Monday, June 15th 2015
Radeon R9 390X Taken Apart, PCB Reveals a Complete Re-brand
People with access to an XFX Radeon R9 390X graphics card, took it apart to take a peek at its PCB. What they uncovered comes as no surprise - the underlying PCB is identical in design to AMD reference PCB for the Radeon R9 290X, down the location of every tiny SMT component. At best, the brands on the chokes and bigger conductive polymer caps differ; and 512 Gbit GDDR5 chips under the heatspreader, making up 8 GB of the standard memory amount. The GPU itself, codenamed "Grenada," looks identical to the "Hawaii" silicon which drove the R9 290 series. It's highly unlikely that it features updated Graphics CoreNext 1.2 stream processors, as older rumors suggested.
Sources:
1, 2
89 Comments on Radeon R9 390X Taken Apart, PCB Reveals a Complete Re-brand
For me enthusiast level has to be something insane like Titan-X, Titan-Z and so on... Horrendously overpriced for only a little gain in performance. The best of the best if you will. That doesn't even include 980-Ti. This is high end and so hopefully will be Fury. :)

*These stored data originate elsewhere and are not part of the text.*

use sentimiento::error::Result;
use sentimiento::sentiment::SentimentAnalyzerBuilder;

fn main() -> Result<()> {
    println!("Building analyzer...");

    let analyzer = SentimentAnalyzerBuilder::robertuito().build();

    // The model loads here, on first use.
    let analyzer_model = analyzer.warm_up()?;
    println!("Model ready with labels {:?}.", analyzer_model.labels());

    let text = "¡Me encantó el restaurante! La comida estaba deliciosa 😍";
    let result = analyzer.analyze_review_sentiment(text)?;

    println!("\n=== Sentiment Analysis Result ===");
    println!("Text: \"{}\"", result.review_data.text_original);
    println!("Processed: \"{}\"", result.review_data.text_processed);
    println!(
        "Sentiment: {} ({})",
        result.sentiment_analysis.label, result.summary.puntuacion_estrellas
    );
    let probs = &result.sentiment_analysis.probabilities;
    println!(
        "Probabilities: POS {:.2}% | NEG {:.2}% | NEU {:.2}%",
        probs.positive, probs.negative, probs.neutral
    );

    println!("\n=== More reviews ===");
    let reviews = [
        "El envío tardó tres semanas y llegó roto. Pésimo @tienda_online",
        "Está bien, nada especial.",
        "jajajaja qué buen servicio #MuyRecomendable",
    ];

    for review in reviews {
        let r = analyzer.analyze_review_sentiment(review)?;
        println!(
            "{} → {} ({})",
            review, r.sentiment_analysis.label, r.summary.puntuacion_estrellas
        );
    }

    println!(
        "\n{}",
        serde_json::to_string_pretty(&result).unwrap_or_default()
    );

    Ok(())
}
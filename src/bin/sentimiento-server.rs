//! Sentiment analysis HTTP service.
//!
//! ```text
//! PORT=10000 SENTIMIENTO_PRELOAD=true sentimiento-server
//! ```

use std::sync::Arc;

use sentimiento::config::ServerConfig;
use sentimiento::sentiment::SentimentAnalyzerBuilder;
use tracing::{info, warn};
use tracing_subscriber::EnvFilter;

fn main() -> Result<(), Box<dyn std::error::Error>> {
    let filter = EnvFilter::try_from_default_env().unwrap_or_else(|_| EnvFilter::new("info"));
    tracing_subscriber::fmt()
        .with_env_filter(filter)
        .with_target(false)
        .init();

    let config = ServerConfig::load()?;

    // Thread pools read these on first use, so they go in before the runtime exists.
    config.runtime.apply_to_process();

    let runtime = tokio::runtime::Builder::new_multi_thread()
        .enable_all()
        .build()?;
    runtime.block_on(run(config))
}

async fn run(config: ServerConfig) -> Result<(), Box<dyn std::error::Error>> {
    let analyzer = Arc::new(
        SentimentAnalyzerBuilder::robertuito()
            .repo(config.model_repo.clone())
            .runtime(config.runtime.clone())
            .build(),
    );

    if config.preload {
        let warm = Arc::clone(&analyzer);
        match tokio::task::spawn_blocking(move || warm.warm_up().map(|_| ())).await? {
            Ok(()) => info!("model preloaded"),
            Err(e) => warn!(error = %e, "preload failed; the first request will retry"),
        }
    }

    let router = sentimiento::server::router(analyzer, config.index_path.clone());

    let bind_addr = config.bind_addr();
    let listener = tokio::net::TcpListener::bind(&bind_addr).await?;
    info!(
        addr = %bind_addr,
        model = %config.model_repo,
        compute_threads = config.runtime.compute_threads,
        "sentiment service listening"
    );

    axum::serve(listener, router)
        .with_graceful_shutdown(shutdown_signal())
        .await?;

    info!("sentiment service stopped");
    Ok(())
}

async fn shutdown_signal() {
    if let Err(e) = tokio::signal::ctrl_c().await {
        warn!(error = %e, "failed to listen for shutdown signal");
        std::future::pending::<()>().await;
    }
}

At least you get 8GB framebuffer for the same price instead of the 3.5GB on a GTX-970... :)
I wonder for how much more they'll charge those extra 4GB of VRAM...
sorry, can't resist xD
I'd buy 390X 8GB though if they sell below 970 price. In my place 290X is more expensive than 970 too.
Seen it coming since the R9 290X release and knowing its power signature to be honest. They were already at board power limits pretty much. The only reason Nvidia is taking 28nm further than AMD is because of Maxwell. A good move (again) versus a complete standstill at AMD. Tonga optimizations are not even ported to R9 290X or they are already in there which only goes to show the tremendous power hog it is. AMD's stance on performance has just been wrong ever since they kept scaling up the 7970.
Besides, I'm also from Europe (Germany to be exact) and here pricing for a R9-290X is almost identical to a GTX-970 (~320€).
If nVidia would rebrand their original Titan Black to a Titan Light and offered it for let's say $300 or less, I probably might consider getting one (or two) of those... :cool:
I know this sounds pathetic, but it may be more important than ever to buy their shit now just to help them survive...
...or maybe we can depend on some newcomer to make a GPU... hur hur. I'm looking at you, SiS. Aren't they still around?
If a company makes shitty products, or no longer improves its product lines, why would it have any right to survive in a competitive market? Goodwill, surviving on the pockets of its customers who get subpar products in return??? If anything, those customers are just supporting AMDs standstill, but not its survival. A company like this simply cannot survive without design wins. And AMDs last design win was a decade ago...
Honestly if AMD fails to impress, another company will take its place. x86 is big enough, someone will simply take over the company for its patents and technologies and continue onwards.
As far as the 'beautiful' philosophy of AMD for open-source and market standardization, I would brand it as utopian and surreal. It hasn't worked, it may work for FreeSync, but it won't work for AMD in terms of profit. Profit = survival. Lack of profit = inevitable death.
Samsung can't buy AMD fast enough... but at this rate, why would they want to?
All of the above can be profitable business. Also: size. Samsung thrives on controlling markets through its overwhelming capacity in production, R&D, marketing. The success of the Galaxy phones is a simple example of that. They just pound the market with six thousand models and something is bound to succeed.